4. Concluding remarks
This recent policy changes not only undermines Meta’s commitments to human rights but appears also to align with a broader political landscape in the United States that prioritize deregulation and corporate discretion over accountability. A major challenge in promoting a human rights-based approach to content moderation on online platforms is that many of these companies are based in the US, where the near-absolute protection of freedom of expression under the First Amendment has resulted in minimal regulation of hate speech. There is a significant contrast between the approaches adopted by the United States and those within the international human rights law framework in regulating hate speech. This domestic legal framework significantly influences how these platforms define and address harmful content, often limiting their commitment to international human rights law standards.
On the other hand, what Zuckerberg and other online platform CEOs must acknowledge is that the activities of their multinational companies extend far beyond the United States, influencing and impacting users worldwide. Therefore, they should, first and foremost, comply with international legal standards on freedom of expression, which, for instance, require not only the prohibition of advocacy of violence but also of discrimination and hostility (Art. 20 par. 2 of the ICCPR).
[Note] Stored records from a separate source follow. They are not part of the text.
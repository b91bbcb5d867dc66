//! Project file (`fatbundle.toml`) parsing and resolution

use anyhow::{Context, Result};
use fatbundle_bundle::{GeneratorConfig, WalkOrder};
use fatbundle_core::{BuildRequest, LogLevel, Properties, resolve_location};
use serde::{Deserialize, Serialize};
use std::collections::BTreeMap;
use std::path::{Path, PathBuf};

/// Default project file name
pub const PROJECT_FILE: &str = "fatbundle.toml";

/// Source directory created next to the project file when none is given
pub const DEFAULT_SOURCE_DIR: &str = "fatbundle_build";

/// Default local artifact cache
pub const DEFAULT_REPOSITORY: &str = "${user.home}/.m2/repository";

/// fatbundle.toml structure
#[derive(Debug, Clone, Serialize, Deserialize)]
pub struct ProjectConfig {
    pub bundle: BundleSection,

    /// User properties available as `${name}` placeholders
    #[serde(default)]
    pub properties: BTreeMap<String, String>,

    #[serde(default)]
    pub repository: RepositorySection,

    #[serde(default)]
    pub resolver: ResolverSection,

    #[serde(default)]
    pub generator: GeneratorConfig,

    #[serde(default)]
    pub dependencies: Vec<Dependency>,
}

#[derive(Debug, Clone, Serialize, Deserialize)]
pub struct BundleSection {
    pub symbolic_name: String,
    pub version: String,
    pub target_directory: String,

    #[serde(default)]
    pub target_file_name: Option<String>,

    #[serde(default)]
    pub extensions_to_unarchive: Vec<String>,

    #[serde(default = "default_true")]
    pub update_dependency_versions: bool,

    #[serde(default)]
    pub log_level: Option<String>,

    #[serde(default)]
    pub walk_order: WalkOrder,
}

#[derive(Debug, Clone, Serialize, Deserialize)]
pub struct RepositorySection {
    #[serde(default = "default_repository")]
    pub local: String,
}

impl Default for RepositorySection {
    fn default() -> Self {
        Self {
            local: default_repository(),
        }
    }
}

#[derive(Debug, Clone, Serialize, Deserialize)]
pub struct ResolverSection {
    #[serde(default = "default_true")]
    pub enabled: bool,

    /// Maven installation directory, used when no `M2_HOME`-style variable is set
    #[serde(default)]
    pub maven_location: Option<String>,
}

impl Default for ResolverSection {
    fn default() -> Self {
        Self {
            enabled: true,
            maven_location: None,
        }
    }
}

/// One Maven coordinate
#[derive(Debug, Clone, PartialEq, Eq, Serialize, Deserialize)]
pub struct Dependency {
    pub group: String,
    pub artifact: String,
    pub version: String,

    #[serde(rename = "type", default = "default_type")]
    pub kind: String,
}

impl Dependency {
    /// `group:artifact:version:type`
    pub fn coordinates(&self) -> String {
        format!(
            "{}:{}:{}:{}",
            self.group, self.artifact, self.version, self.kind
        )
    }
}

fn default_true() -> bool {
    true
}

fn default_repository() -> String {
    DEFAULT_REPOSITORY.to_string()
}

fn default_type() -> String {
    "jar".to_string()
}

/// Command-line values that take precedence over the project file
#[derive(Debug, Clone, Default)]
pub struct Overrides {
    pub source_dir: Option<PathBuf>,
    pub target_dir: Option<PathBuf>,
    pub file_name: Option<String>,
    pub log_level: Option<LogLevel>,
    pub offline: bool,
}

/// Project with every placeholder expanded and every location made absolute
#[derive(Debug, Clone)]
pub struct ResolvedProject {
    pub request: BuildRequest,
    pub generator: GeneratorConfig,
    pub dependencies: Vec<Dependency>,
    pub repository: PathBuf,
    /// `None` when resolution is disabled or offline
    pub resolver: Option<ResolverSettings>,
    pub log_level: LogLevel,
    pub walk_order: WalkOrder,
    /// Whether the source directory is the tool-owned default
    pub default_source: bool,
}

/// Resolver settings after placeholder expansion
#[derive(Debug, Clone, Default, PartialEq, Eq)]
pub struct ResolverSettings {
    pub maven_location: Option<PathBuf>,
}

impl ProjectConfig {
    /// Load project from a file
    pub fn from_file(path: impl AsRef<Path>) -> Result<Self> {
        let content = std::fs::read_to_string(path.as_ref())
            .with_context(|| format!("Failed to read project file: {:?}", path.as_ref()))?;

        Self::from_str(&content)
    }

    /// Parse project from string
    pub fn from_str(content: &str) -> Result<Self> {
        toml::from_str(content).context("Failed to parse project file")
    }

    /// Validate the project
    pub fn validate(&self) -> Result<()> {
        if self.bundle.symbolic_name.trim().is_empty() {
            anyhow::bail!("Bundle symbolic name cannot be empty");
        }

        if self.bundle.version.trim().is_empty() {
            anyhow::bail!("Bundle version cannot be empty");
        }

        if self.bundle.target_directory.trim().is_empty() {
            anyhow::bail!("Target directory cannot be empty");
        }

        if self.repository.local.trim().is_empty() {
            anyhow::bail!("Local repository location cannot be empty");
        }

        if let Some(level) = &self.bundle.log_level {
            level
                .parse::<LogLevel>()
                .with_context(|| format!("Invalid log level in [bundle]: {level}"))?;
        }

        if let GeneratorConfig::External(external) = &self.generator
            && external.program.trim().is_empty()
        {
            anyhow::bail!("External generator program cannot be empty");
        }

        for (index, dep) in self.dependencies.iter().enumerate() {
            for (field, value) in [
                ("group", &dep.group),
                ("artifact", &dep.artifact),
                ("version", &dep.version),
                ("type", &dep.kind),
            ] {
                if value.trim().is_empty() {
                    anyhow::bail!("Dependency #{} has an empty {}", index + 1, field);
                }
            }
        }

        Ok(())
    }

    /// Expand placeholders and build the [`BuildRequest`]
    ///
    /// Relative locations are anchored to `base_dir`, the directory holding
    /// the project file.
    pub fn resolve(&self, base_dir: &Path, overrides: &Overrides) -> Result<ResolvedProject> {
        self.validate()?;

        let mut properties = Properties::from_system().with_base_dir(base_dir);
        properties.extend(self.properties.clone());
        self.resolve_with(properties, base_dir, overrides)
    }

    pub(crate) fn resolve_with(
        &self,
        properties: Properties,
        base_dir: &Path,
        overrides: &Overrides,
    ) -> Result<ResolvedProject> {
        let expand = |value: &str| {
            properties
                .resolve(value)
                .with_context(|| format!("Failed to expand '{value}'"))
        };
        let locate = |value: &str| {
            resolve_location(value, &properties, base_dir)
                .with_context(|| format!("Failed to resolve location '{value}'"))
        };

        // Command-line paths are relative to the working directory
        let target = match &overrides.target_dir {
            Some(dir) => std::path::absolute(dir)?,
            None => locate(&self.bundle.target_directory)?,
        };
        let default_source = overrides.source_dir.is_none();
        let source = match &overrides.source_dir {
            Some(dir) => std::path::absolute(dir)?,
            None => base_dir.join(DEFAULT_SOURCE_DIR),
        };

        let mut builder = BuildRequest::builder(
            expand(&self.bundle.symbolic_name)?,
            expand(&self.bundle.version)?,
        )
        .source_directory(source)
        .target_directory(target)
        .extensions_to_unarchive(&self.bundle.extensions_to_unarchive)
        .update_dependency_versions(self.bundle.update_dependency_versions);

        let file_name = overrides
            .file_name
            .clone()
            .or_else(|| self.bundle.target_file_name.clone());
        if let Some(name) = file_name {
            builder = builder.target_file_name(expand(&name)?);
        }
        let request = builder.build()?;

        let dependencies = self
            .dependencies
            .iter()
            .map(|dep| {
                Ok(Dependency {
                    group: expand(&dep.group)?,
                    artifact: expand(&dep.artifact)?,
                    version: expand(&dep.version)?,
                    kind: expand(&dep.kind)?.trim_start_matches('.').to_string(),
                })
            })
            .collect::<Result<Vec<_>>>()?;

        let generator = match &self.generator {
            GeneratorConfig::External(external) => {
                let mut external = external.clone();
                external.program = expand(&external.program)?;
                external.args = external
                    .args
                    .iter()
                    .map(|arg| expand(arg.as_str()))
                    .collect::<Result<_>>()?;
                GeneratorConfig::External(external)
            }
            other => other.clone(),
        };

        let resolver = if self.resolver.enabled && !overrides.offline {
            Some(ResolverSettings {
                maven_location: self
                    .resolver
                    .maven_location
                    .as_deref()
                    .map(locate)
                    .transpose()?,
            })
        } else {
            None
        };

        let log_level = match (overrides.log_level, &self.bundle.log_level) {
            (Some(level), _) => level,
            (None, Some(level)) => level.parse()?,
            (None, None) => LogLevel::default(),
        };

        Ok(ResolvedProject {
            request,
            generator,
            dependencies,
            repository: locate(&self.repository.local)?,
            resolver,
            log_level,
            walk_order: self.bundle.walk_order,
            default_source,
        })
    }
}

/// Locate the project file and the directory it lives in
pub fn project_location(project: Option<PathBuf>) -> Result<(PathBuf, PathBuf)> {
    let path = project.unwrap_or_else(|| PathBuf::from(PROJECT_FILE));
    let path = if path.is_dir() {
        path.join(PROJECT_FILE)
    } else {
        path
    };
    let path = std::path::absolute(&path)
        .with_context(|| format!("Failed to resolve project path: {}", path.display()))?;
    let base_dir = path
        .parent()
        .map(Path::to_path_buf)
        .unwrap_or_else(|| PathBuf::from("."));
    Ok((path, base_dir))
}

/// Check command implementation
pub fn check(project: Option<PathBuf>) -> Result<()> {
    let (path, base_dir) = project_location(project)?;

    println!("Checking project: {}", path.display());

    let config = ProjectConfig::from_file(&path)?;
    let resolved = config.resolve(&base_dir, &Overrides::default())?;
    let request = &resolved.request;

    println!(
        "✓ Bundle: {} v{}",
        request.symbolic_name(),
        request.version()
    );
    println!("✓ Artifact: {}", request.artifact_path().display());
    println!("✓ Dependencies: {}", resolved.dependencies.len());
    let extensions: Vec<&str> = request
        .extensions_to_unarchive()
        .iter()
        .map(String::as_str)
        .collect();
    println!("✓ Unarchive: {}", extensions.join(", "));
    let generator = match &resolved.generator {
        GeneratorConfig::Embedded => "embedded".to_string(),
        GeneratorConfig::External(external) => format!("external ({})", external.program),
    };
    println!("✓ Generator: {generator}");
    println!("\nProject is valid!");

    Ok(())
}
In conclusion, instead of implementing a reform that clearly undermines the protection of vulnerable individuals and groups, the Platform could have focused more on improving and reinforcing oversight mechanisms that would also help to genuinely promote the right to freedom of expression by reducing the risks of errors and biases in Meta’s content moderation processes. For instance, if the platform’s true intention had been to protect the freedom of expression of its users, it could have invested in independent human rights impact assessments and stronger internal auditing processes. Additionally, it could have promoted the involvement of civil society organizations, human rights experts, and of affected communities to ensure that its policies and enforcement strategies align with international human rights standards on hate speech (see Hatano). Conversely, the Platform’s recent policy shift appears to be less a principled reassessment of free expression and more a strategic response to shifting political dynamics. In other words, Zuckerberg, after detecting a shift in public attitudes as well as in the US political climate, adjusted Meta’s approach accordingly — disregarding the fundamental rights of vulnerable groups in the process. Ultimately, Meta’s new Community Standards on hateful conduct should have aimed, instead, at both protecting freedom of expression and safeguarding the rights of vulnerable users. Online platforms like Meta must recognize these two goals as cumulative rather than mutually exclusive and ensure that their policies are shaped by fundamental rights rather than shifting political pressures.